What to do:
Begin at the line containing "pub const ROOM_MIN_SIMILARITY: u8 = 60;" in the entries below and end at the line containing "steps, in kilometres."; transcribe that range exactly and nothing outside it.

Exercise inputs:
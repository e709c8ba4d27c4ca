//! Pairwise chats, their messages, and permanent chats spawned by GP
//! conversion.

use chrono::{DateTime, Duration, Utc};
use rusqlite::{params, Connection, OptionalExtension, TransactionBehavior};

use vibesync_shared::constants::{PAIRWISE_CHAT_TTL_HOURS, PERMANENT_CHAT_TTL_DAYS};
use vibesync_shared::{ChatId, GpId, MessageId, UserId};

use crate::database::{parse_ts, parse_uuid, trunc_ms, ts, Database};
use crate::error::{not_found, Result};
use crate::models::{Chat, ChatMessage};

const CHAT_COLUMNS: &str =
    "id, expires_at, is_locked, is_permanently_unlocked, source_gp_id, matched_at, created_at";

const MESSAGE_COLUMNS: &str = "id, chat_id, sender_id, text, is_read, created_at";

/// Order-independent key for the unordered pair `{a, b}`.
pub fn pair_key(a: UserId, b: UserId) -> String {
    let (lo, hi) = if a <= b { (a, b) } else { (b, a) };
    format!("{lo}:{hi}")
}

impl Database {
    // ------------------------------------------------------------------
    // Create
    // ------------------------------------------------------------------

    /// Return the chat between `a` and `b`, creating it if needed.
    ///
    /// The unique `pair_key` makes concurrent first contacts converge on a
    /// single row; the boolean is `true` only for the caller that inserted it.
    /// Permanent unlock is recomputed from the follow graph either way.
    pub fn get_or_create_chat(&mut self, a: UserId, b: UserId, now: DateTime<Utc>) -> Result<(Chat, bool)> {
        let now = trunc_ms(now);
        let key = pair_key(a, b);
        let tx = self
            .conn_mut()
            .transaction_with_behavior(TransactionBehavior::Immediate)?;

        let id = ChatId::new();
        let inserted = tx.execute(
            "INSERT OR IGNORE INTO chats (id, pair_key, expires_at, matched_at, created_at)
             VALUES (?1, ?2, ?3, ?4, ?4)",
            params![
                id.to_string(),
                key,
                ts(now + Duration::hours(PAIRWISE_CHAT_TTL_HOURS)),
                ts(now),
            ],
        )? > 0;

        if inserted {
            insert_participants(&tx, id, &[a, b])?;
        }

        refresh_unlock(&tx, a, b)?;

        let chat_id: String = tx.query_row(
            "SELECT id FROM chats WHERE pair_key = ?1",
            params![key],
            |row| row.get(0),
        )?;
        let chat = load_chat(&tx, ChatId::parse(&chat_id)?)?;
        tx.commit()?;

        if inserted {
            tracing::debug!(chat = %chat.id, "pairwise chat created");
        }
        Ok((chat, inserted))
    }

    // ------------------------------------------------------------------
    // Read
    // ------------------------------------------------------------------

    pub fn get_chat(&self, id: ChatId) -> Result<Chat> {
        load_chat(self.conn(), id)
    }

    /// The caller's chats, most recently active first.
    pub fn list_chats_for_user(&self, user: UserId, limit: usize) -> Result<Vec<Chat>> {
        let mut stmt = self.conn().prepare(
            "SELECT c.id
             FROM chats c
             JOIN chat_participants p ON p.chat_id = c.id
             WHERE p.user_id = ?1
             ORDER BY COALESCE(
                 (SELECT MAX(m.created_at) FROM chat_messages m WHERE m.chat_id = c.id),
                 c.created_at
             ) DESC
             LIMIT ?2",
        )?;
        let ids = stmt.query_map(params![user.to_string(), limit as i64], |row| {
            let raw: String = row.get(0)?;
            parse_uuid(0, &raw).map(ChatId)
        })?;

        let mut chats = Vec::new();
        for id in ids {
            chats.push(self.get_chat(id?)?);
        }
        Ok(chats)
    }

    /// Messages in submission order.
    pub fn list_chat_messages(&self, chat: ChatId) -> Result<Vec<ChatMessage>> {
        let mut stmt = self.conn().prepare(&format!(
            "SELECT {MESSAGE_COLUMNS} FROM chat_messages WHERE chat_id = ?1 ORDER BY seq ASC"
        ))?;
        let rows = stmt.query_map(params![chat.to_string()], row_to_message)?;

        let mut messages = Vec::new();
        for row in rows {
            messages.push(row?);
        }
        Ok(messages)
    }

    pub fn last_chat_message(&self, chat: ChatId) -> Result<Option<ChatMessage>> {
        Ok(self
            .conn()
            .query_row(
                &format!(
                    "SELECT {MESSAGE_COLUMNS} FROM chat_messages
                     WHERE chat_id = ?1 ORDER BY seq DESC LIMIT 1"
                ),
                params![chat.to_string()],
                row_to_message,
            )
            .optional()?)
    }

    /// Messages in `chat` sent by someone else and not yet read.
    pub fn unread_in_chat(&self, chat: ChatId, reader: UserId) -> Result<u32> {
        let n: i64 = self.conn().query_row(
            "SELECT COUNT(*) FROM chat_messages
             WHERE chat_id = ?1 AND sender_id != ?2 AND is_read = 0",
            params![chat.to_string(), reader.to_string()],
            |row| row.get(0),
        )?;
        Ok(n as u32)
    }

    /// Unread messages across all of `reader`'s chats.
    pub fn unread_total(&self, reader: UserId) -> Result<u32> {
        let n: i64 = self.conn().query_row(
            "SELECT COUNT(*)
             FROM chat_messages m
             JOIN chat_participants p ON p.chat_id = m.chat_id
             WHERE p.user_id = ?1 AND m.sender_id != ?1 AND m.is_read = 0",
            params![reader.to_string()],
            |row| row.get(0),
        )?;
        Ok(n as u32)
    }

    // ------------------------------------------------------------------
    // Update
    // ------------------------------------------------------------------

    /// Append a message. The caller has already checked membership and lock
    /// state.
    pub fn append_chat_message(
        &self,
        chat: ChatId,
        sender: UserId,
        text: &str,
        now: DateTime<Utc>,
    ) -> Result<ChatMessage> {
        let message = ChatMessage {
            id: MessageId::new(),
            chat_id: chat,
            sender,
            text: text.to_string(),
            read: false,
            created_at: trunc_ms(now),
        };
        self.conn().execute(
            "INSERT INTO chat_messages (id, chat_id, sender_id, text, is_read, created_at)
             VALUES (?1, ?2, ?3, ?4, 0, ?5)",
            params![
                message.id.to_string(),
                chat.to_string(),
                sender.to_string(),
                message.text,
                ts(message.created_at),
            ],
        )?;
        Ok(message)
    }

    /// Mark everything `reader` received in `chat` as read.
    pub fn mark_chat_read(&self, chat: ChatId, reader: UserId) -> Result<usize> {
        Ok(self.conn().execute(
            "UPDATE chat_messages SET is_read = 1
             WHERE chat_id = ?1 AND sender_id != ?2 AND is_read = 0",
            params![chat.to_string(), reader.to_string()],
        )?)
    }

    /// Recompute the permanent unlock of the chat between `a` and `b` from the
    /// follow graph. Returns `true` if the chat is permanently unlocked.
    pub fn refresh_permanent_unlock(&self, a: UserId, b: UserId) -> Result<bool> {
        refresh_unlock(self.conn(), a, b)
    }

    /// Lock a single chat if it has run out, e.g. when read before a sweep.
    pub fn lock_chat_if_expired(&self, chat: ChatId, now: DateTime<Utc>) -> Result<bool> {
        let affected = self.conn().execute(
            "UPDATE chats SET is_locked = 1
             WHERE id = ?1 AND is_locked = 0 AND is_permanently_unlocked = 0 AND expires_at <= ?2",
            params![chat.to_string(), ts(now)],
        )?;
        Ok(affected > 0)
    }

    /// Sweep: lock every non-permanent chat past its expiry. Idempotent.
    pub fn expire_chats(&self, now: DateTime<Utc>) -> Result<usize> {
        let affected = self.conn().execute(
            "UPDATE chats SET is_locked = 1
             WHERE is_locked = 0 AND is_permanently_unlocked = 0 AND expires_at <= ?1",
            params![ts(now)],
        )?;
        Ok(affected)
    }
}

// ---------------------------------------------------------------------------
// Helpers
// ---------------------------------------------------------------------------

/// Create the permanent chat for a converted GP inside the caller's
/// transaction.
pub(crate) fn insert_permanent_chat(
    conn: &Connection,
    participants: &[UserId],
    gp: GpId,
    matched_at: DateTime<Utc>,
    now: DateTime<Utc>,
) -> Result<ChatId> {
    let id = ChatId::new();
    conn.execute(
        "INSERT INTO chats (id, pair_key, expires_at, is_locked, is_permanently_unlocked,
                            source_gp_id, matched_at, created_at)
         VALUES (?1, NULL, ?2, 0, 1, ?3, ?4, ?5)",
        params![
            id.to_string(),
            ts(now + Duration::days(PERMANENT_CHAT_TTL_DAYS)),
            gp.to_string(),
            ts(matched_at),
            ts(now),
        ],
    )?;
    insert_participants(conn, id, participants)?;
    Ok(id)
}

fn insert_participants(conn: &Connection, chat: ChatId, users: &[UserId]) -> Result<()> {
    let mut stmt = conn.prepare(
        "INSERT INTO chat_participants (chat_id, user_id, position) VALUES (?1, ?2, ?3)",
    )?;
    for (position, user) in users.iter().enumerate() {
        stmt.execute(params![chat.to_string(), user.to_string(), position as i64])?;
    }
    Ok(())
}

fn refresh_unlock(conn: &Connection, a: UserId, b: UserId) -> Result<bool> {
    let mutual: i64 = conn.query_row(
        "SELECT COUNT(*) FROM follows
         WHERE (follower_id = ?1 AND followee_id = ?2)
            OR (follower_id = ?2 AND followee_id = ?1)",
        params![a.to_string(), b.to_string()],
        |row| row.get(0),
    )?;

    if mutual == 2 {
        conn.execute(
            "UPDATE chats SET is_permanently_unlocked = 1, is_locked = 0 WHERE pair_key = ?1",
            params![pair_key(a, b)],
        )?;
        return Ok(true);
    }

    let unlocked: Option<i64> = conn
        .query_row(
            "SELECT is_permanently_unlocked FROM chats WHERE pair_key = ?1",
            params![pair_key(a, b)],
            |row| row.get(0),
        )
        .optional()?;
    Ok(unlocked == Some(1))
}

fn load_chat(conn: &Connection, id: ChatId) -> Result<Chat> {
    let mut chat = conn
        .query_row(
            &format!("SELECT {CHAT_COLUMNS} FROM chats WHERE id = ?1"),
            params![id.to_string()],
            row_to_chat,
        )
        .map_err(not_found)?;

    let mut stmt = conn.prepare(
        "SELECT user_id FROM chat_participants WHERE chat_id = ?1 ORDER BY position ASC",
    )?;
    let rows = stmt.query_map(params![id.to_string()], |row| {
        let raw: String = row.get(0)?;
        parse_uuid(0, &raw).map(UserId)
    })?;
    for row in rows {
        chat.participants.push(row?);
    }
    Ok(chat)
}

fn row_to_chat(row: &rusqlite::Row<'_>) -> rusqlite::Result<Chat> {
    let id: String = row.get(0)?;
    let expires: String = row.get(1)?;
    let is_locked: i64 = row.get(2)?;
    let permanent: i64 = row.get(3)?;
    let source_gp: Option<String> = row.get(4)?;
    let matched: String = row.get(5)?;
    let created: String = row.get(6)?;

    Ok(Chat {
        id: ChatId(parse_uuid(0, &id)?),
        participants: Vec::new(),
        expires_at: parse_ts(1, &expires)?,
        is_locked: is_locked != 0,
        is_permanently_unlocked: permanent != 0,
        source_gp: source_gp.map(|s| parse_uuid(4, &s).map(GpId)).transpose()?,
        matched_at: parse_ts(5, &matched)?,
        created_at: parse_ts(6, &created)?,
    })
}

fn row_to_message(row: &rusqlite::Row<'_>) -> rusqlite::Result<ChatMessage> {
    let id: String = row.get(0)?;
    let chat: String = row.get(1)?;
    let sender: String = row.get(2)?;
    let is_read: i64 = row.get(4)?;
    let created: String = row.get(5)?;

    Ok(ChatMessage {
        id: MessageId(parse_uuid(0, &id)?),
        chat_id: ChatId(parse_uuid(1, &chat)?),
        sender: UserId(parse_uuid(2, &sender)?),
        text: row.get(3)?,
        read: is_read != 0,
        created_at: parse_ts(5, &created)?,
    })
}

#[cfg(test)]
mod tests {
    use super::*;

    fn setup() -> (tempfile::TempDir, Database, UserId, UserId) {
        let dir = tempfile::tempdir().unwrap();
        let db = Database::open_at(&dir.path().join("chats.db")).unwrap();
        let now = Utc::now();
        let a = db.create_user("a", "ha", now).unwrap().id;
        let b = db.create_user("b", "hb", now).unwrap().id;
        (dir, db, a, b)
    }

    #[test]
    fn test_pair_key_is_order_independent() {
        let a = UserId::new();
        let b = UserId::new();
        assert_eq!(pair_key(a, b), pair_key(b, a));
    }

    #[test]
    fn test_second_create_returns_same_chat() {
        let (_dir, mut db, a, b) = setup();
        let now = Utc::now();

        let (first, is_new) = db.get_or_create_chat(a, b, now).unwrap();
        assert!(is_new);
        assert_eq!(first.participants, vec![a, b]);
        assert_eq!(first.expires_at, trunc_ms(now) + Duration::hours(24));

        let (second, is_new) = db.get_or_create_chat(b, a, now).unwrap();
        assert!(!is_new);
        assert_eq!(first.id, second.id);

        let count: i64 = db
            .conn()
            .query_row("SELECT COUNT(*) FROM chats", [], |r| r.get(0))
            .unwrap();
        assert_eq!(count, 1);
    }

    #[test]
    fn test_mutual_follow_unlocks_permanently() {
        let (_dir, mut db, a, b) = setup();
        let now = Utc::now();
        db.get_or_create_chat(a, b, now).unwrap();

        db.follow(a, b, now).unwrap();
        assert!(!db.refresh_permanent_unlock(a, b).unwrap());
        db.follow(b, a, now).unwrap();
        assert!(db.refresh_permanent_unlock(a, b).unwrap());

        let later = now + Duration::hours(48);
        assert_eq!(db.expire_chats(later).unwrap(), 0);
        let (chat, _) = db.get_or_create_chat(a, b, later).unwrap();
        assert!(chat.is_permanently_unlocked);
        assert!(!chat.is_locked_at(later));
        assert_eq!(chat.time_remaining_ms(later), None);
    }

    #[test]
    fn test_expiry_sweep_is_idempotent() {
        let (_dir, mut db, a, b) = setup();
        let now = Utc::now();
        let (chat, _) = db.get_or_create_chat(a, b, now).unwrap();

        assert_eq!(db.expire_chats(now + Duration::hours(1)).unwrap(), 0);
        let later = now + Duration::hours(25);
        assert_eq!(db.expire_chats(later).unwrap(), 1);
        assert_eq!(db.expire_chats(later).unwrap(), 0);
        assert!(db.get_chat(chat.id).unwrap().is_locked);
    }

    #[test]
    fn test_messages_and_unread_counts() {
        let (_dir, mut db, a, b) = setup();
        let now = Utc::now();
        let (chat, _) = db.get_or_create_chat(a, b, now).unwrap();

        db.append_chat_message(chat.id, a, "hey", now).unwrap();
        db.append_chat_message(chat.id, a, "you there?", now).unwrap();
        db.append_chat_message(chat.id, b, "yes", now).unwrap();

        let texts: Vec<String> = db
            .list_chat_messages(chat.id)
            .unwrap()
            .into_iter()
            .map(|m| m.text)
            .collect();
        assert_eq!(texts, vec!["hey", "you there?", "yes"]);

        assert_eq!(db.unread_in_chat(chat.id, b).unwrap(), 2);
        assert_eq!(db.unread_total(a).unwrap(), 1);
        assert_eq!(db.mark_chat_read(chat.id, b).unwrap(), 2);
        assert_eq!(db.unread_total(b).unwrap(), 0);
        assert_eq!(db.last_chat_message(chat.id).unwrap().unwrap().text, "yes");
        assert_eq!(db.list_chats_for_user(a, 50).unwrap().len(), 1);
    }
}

---

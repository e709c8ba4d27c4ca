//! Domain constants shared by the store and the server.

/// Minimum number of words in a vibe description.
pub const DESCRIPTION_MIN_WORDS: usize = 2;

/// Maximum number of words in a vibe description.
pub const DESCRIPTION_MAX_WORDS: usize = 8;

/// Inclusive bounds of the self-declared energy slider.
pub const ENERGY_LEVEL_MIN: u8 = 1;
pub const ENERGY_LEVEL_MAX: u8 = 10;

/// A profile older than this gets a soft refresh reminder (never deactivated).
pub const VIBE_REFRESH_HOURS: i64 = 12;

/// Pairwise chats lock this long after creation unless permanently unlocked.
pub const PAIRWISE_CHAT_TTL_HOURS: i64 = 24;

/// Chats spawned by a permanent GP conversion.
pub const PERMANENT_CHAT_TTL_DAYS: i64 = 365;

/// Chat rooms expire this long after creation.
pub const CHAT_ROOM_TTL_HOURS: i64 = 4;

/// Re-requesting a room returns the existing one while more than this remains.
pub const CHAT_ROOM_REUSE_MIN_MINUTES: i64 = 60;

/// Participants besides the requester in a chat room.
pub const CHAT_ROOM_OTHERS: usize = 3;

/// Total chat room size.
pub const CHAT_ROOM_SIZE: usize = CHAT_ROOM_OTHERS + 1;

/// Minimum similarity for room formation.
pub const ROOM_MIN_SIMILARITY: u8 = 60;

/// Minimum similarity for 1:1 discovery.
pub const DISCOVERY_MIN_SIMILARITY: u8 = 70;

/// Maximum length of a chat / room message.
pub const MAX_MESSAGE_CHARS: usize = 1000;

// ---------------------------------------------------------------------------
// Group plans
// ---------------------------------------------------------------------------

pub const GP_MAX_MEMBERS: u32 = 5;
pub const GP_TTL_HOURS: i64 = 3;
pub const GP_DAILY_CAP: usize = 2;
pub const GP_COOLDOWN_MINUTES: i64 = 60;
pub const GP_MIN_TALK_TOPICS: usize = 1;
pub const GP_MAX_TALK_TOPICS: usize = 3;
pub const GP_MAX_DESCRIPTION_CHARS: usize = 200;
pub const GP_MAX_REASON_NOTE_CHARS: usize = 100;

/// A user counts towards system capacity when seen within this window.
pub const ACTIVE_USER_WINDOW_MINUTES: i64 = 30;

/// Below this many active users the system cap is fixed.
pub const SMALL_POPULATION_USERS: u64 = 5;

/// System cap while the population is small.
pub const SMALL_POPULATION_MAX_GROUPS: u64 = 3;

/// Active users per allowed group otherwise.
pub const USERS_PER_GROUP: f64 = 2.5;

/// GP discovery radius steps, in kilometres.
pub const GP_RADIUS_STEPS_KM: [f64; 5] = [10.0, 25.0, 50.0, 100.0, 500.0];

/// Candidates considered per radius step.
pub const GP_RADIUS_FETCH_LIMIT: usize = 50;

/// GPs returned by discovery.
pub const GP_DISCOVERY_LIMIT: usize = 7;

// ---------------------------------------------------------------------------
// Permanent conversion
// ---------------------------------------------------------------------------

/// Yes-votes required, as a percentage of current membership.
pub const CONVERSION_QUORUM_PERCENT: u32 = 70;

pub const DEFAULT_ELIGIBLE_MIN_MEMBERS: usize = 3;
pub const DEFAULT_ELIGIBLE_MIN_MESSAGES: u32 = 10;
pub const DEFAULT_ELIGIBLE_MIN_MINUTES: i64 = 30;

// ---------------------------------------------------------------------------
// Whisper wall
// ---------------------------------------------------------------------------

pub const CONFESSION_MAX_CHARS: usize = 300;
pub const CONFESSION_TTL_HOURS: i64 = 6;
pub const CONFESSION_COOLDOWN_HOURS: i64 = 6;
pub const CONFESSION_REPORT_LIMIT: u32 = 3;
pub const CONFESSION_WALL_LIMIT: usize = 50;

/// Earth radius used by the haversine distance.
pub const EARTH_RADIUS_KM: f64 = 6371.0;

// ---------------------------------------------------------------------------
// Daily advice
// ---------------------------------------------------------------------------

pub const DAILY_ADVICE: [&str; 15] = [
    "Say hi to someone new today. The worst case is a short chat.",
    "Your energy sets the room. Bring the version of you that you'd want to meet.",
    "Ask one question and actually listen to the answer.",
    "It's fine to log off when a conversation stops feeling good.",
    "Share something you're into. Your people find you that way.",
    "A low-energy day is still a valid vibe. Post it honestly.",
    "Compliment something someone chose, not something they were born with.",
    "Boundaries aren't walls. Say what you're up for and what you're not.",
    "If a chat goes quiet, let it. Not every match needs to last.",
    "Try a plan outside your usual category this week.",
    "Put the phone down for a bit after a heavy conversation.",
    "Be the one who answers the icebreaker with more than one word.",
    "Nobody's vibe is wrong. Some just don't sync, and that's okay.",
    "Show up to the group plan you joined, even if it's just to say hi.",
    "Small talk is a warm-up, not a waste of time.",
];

Final answer:
pub const ROOM_MIN_SIMILARITY: u8 = 60;

/// Minimum similarity for 1:1 discovery.
pub const DISCOVERY_MIN_SIMILARITY: u8 = 70;

/// Maximum length of a chat / room message.
pub const MAX_MESSAGE_CHARS: usize = 1000;

// ---------------------------------------------------------------------------
// Group plans
// ---------------------------------------------------------------------------

pub const GP_MAX_MEMBERS: u32 = 5;
pub const GP_TTL_HOURS: i64 = 3;
pub const GP_DAILY_CAP: usize = 2;
pub const GP_COOLDOWN_MINUTES: i64 = 60;
pub const GP_MIN_TALK_TOPICS: usize = 1;
pub const GP_MAX_TALK_TOPICS: usize = 3;
pub const GP_MAX_DESCRIPTION_CHARS: usize = 200;
pub const GP_MAX_REASON_NOTE_CHARS: usize = 100;

/// A user counts towards system capacity when seen within this window.
pub const ACTIVE_USER_WINDOW_MINUTES: i64 = 30;

/// Below this many active users the system cap is fixed.
pub const SMALL_POPULATION_USERS: u64 = 5;

/// System cap while the population is small.
pub const SMALL_POPULATION_MAX_GROUPS: u64 = 3;

/// Active users per allowed group otherwise.
pub const USERS_PER_GROUP: f64 = 2.5;

/// GP discovery radius steps, in kilometres.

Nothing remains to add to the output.